Wednesday, July 1, 2009

Zion Narrows Trip Report by Debbie Wood


On June 26th, 12 hikers headed out to backpack the Narrows of Zion. This is one of the best hikes in the country. It should be on everyone's bucket list. Hiking the Narrows from top to bottom requires a permit through the Zion Backcountry Office. Day hikes from the bottom do not require a permit.

We camped Friday night at Zion Canyon Campgrounds in Springdale. I would not recommend this campground. The sites are very small, and the place was very loud. The benefit of the campground is that it's right across the street from the outfitter that was going to shuttle us to Chamberlin's ranch in the morning.

We used Zion Adventure Company for all of our outfitting. They have a warm weather rental package for the Narrows. You get a walking stick, neoprene socks and canyoneering shoes for around $32 for both days. The hike can be done with water shoes and trekking poles, but the proper gear is recommended.

Zion Adventures has two morning shuttles to Chamberlin's Ranch. The first is at 6:30 am and the second is at 10:00 am. The cost for the shuttle is about $32 per person. It takes almost 1 ½ hours to get from Zion Adventures to Chamberlin's Ranch. Our group took the 6:30 am shuttle to Chamberlin's Ranch. This area is private property, so it is the closest you can get to the top of the Narrows. It is about a 2 miles hike from the shuttle drop off to the start of the Narrows. At this time of year, the water in the Virgin River is in the mid 50s. The air temperature was warm, but you are in the shade a lot of the time.

We camped at site #12. It is about 11 miles down the river. All of the sites seemed to be tree covered and spacious.

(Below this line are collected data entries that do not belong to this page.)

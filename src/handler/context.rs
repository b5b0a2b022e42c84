//! Request-scoped response construction state.
//!
//! # Responsibilities
//! - Hold the request being answered (parts, buffered body, request id)
//! - Accumulate the response under construction (status, headers, body)
//! - Carry the latency deadline until the response is finalized
//! - Expose the request to templates as a JSON value
//!
//! # Design Decisions
//! - One context per request; handler trees never hold per-request state
//! - Headers overwrite on insert, cookies append
//! - Latency is a deadline measured from context creation, honored in `finish`

use std::collections::BTreeMap;
use std::time::Duration;

use axum::body::{Body, Bytes};
use axum::http::{header, request, HeaderMap, HeaderName, HeaderValue, Request, Response, StatusCode};
use serde_json::{json, Map, Value};
use tokio::time::Instant;

/// Header carrying the request id.
pub const X_REQUEST_ID: &str = "x-request-id";

/// Whether a header belongs to one connection only.
pub fn is_hop_by_hop(name: &HeaderName) -> bool {
    matches!(
        name.as_str(),
        "connection"
            | "keep-alive"
            | "proxy-authenticate"
            | "proxy-authorization"
            | "te"
            | "trailer"
            | "transfer-encoding"
            | "upgrade"
    )
}

/// The request being answered together with the response being built.
#[derive(Debug)]
pub struct ResponseContext {
    request_id: String,
    parts: request::Parts,
    body: Bytes,
    vars: Map<String, Value>,
    started: Instant,
    not_before: Option<Instant>,
    status: StatusCode,
    headers: HeaderMap,
    content: Bytes,
}

impl ResponseContext {
    /// Start constructing a response for `request`.
    ///
    /// The request id is taken from `x-request-id` when present, otherwise a
    /// fresh UUID is generated.
    pub fn new(request: Request<Bytes>) -> Self {
        let (parts, body) = request.into_parts();
        let request_id = parts
            .headers
            .get(X_REQUEST_ID)
            .and_then(|v| v.to_str().ok())
            .map(str::to_string)
            .unwrap_or_else(|| uuid::Uuid::new_v4().to_string());

        Self {
            request_id,
            parts,
            body,
            vars: Map::new(),
            started: Instant::now(),
            not_before: None,
            status: StatusCode::OK,
            headers: HeaderMap::new(),
            content: Bytes::new(),
        }
    }

    /// Add a request-scoped template variable.
    pub fn with_var(mut self, name: impl Into<String>, value: impl Into<Value>) -> Self {
        self.vars.insert(name.into(), value.into());
        self
    }

    pub fn request_id(&self) -> &str {
        &self.request_id
    }

    pub fn request(&self) -> &request::Parts {
        &self.parts
    }

    pub fn request_body(&self) -> &Bytes {
        &self.body
    }

    pub fn status(&self) -> StatusCode {
        self.status
    }

    pub fn set_status(&mut self, status: StatusCode) {
        self.status = status;
    }

    pub fn headers(&self) -> &HeaderMap {
        &self.headers
    }

    /// Set a header, replacing any previous value under the same name.
    pub fn insert_header(&mut self, name: HeaderName, value: HeaderValue) {
        self.headers.insert(name, value);
    }

    /// Add a header line without touching existing ones.
    pub fn append_header(&mut self, name: HeaderName, value: HeaderValue) {
        self.headers.append(name, value);
    }

    pub fn body(&self) -> &Bytes {
        &self.content
    }

    pub fn set_body(&mut self, content: impl Into<Bytes>) {
        self.content = content.into();
    }

    /// Do not finalize the response before `delay` has elapsed since the
    /// context was created. Several directives keep the latest deadline.
    pub fn delay_at_least(&mut self, delay: Duration) {
        let deadline = self.started + delay;
        self.not_before = Some(match self.not_before {
            Some(current) => current.max(deadline),
            None => deadline,
        });
    }

    /// Instant before which the response must not be finalized.
    pub fn deadline(&self) -> Option<Instant> {
        self.not_before
    }

    /// Replace status, headers and body with an upstream response.
    ///
    /// Upstream header names replace ours; multi-valued upstream headers
    /// are kept whole. Hop-by-hop headers and `content-length` are dropped.
    pub fn replace_with_upstream(&mut self, status: StatusCode, headers: &HeaderMap, body: Bytes) {
        self.status = status;
        for name in headers.keys() {
            self.headers.remove(name);
        }
        for (name, value) in headers {
            if is_hop_by_hop(name) || name == header::CONTENT_LENGTH {
                continue;
            }
            self.headers.append(name.clone(), value.clone());
        }
        self.content = body;
    }

    /// The request as seen by templates: `req` plus request-scoped variables.
    pub fn template_context(&self) -> Value {
        let headers: BTreeMap<String, String> = self
            .parts
            .headers
            .iter()
            .map(|(name, value)| {
                (
                    name.as_str().to_string(),
                    String::from_utf8_lossy(value.as_bytes()).into_owned(),
                )
            })
            .collect();

        let queries: BTreeMap<String, String> = self
            .parts
            .uri
            .query()
            .map(|query| {
                url::form_urlencoded::parse(query.as_bytes())
                    .into_owned()
                    .collect()
            })
            .unwrap_or_default();

        let mut context = self.vars.clone();
        context.insert(
            "req".to_string(),
            json!({
                "method": self.parts.method.as_str(),
                "uri": self.parts.uri.to_string(),
                "path": self.parts.uri.path(),
                "version": format!("{:?}", self.parts.version),
                "headers": headers,
                "queries": queries,
                "content": String::from_utf8_lossy(&self.body),
            }),
        );
        Value::Object(context)
    }

    /// Wait out the latency deadline, then produce the response.
    pub async fn finish(self) -> Response<Body> {
        if let Some(deadline) = self.not_before {
            tokio::time::sleep_until(deadline).await;
        }
        let mut response = Response::new(Body::from(self.content));
        *response.status_mut() = self.status;
        *response.headers_mut() = self.headers;
        response
    }
}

The other spots hold 4-6 people. It took our group about 9 hours of hiking to get to camp. The water was fairly low, but still got up to waste deep in some spots. The rocks can be very slippery, and the current can be strong.

The second day was only about 5 miles. There were optional swims with water that was belly button deep. Since it was a short hiking day, we took a quick side trip up Orderville Canyon. This is a technical canyoneering trip, so we went as far as we could. It requires a permit and full canyoneering gear to hike the canyon from top to bottom. We began to see more day hikers once we reached this intersection. It was strange since we hadn't seen anyone is almost 24 hours. The further we got to the end of the hike, Temple of the Sinawava, the more people we saw.

Permits - Permits are required for all top to bottom hikes of the Narrows. I highly recommend taking 2 days for this hike so you can take your time to enjoy the beauty of the canyon.

Gear - Zion Adventure Company is the best! They provide rental gear and shuttle service. Be sure to try on rental gear before you take it with you. We had a few people with size issues. If your canyoneering shoes are too big, you may get rocks and blisters.

Any equipment you don't want wet must go in a dry bag. This includes camera, food, sleeping bag, additional clothes and anything else you want to keep dry.

To save weight, plan your gear ahead of time. Everyone in your group does not need a water filter. People can share tents, or not use a tent at all.

A walking stick is needed to help you balance; the currents can push you over.
A wet suit is recommended in the winter.

This hike is not for a beginning hiker or backpacking. The Narrows are 16 long, strenuous miles.

Warning - This is a slot canyon. The potential for a flash flood is tremendous. If the weather looks bad, do not go. You life may depend on it.